Stored data:
= Beginning of Section =

//! Error types for rscript-core.

use thiserror::Error;

use crate::transport::TransportError;

/// Result type for rscript-core operations.
pub type Result<T> = std::result::Result<T, Error>;

/// Errors that can occur in rscript-core.
///
/// Script-level failures (combine, compile, runtime, busy, timeout) are not
/// errors here; they travel to the client as an `ExecutionResult`.
#[derive(Debug, Error)]
pub enum Error {
    /// Framing or connection failure on a local endpoint.
    #[error(transparent)]
    Transport(#[from] TransportError),

    /// Failed to load dynamic library.
    #[error("failed to load library: {0}")]
    LibraryLoad(#[from] libloading::Error),

    /// Request or response payload could not be encoded or decoded.
    #[error("serialization error: {0}")]
    Serialization(#[from] serde_json::Error),

    /// IO error.
    #[error("IO error: {0}")]
    Io(#[from] std::io::Error),

    /// Toolchain error.
    #[error("toolchain error: {0}")]
    Toolchain(String),

    /// Execution error.
    #[error("execution error: {0}")]
    Execution(String),
}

= End of Section =

▶ **Work request**
Return all lines in the data that include the word "TransportError".

▶ **Response to this task**
use crate::transport::TransportError;
    Transport(#[from] TransportError),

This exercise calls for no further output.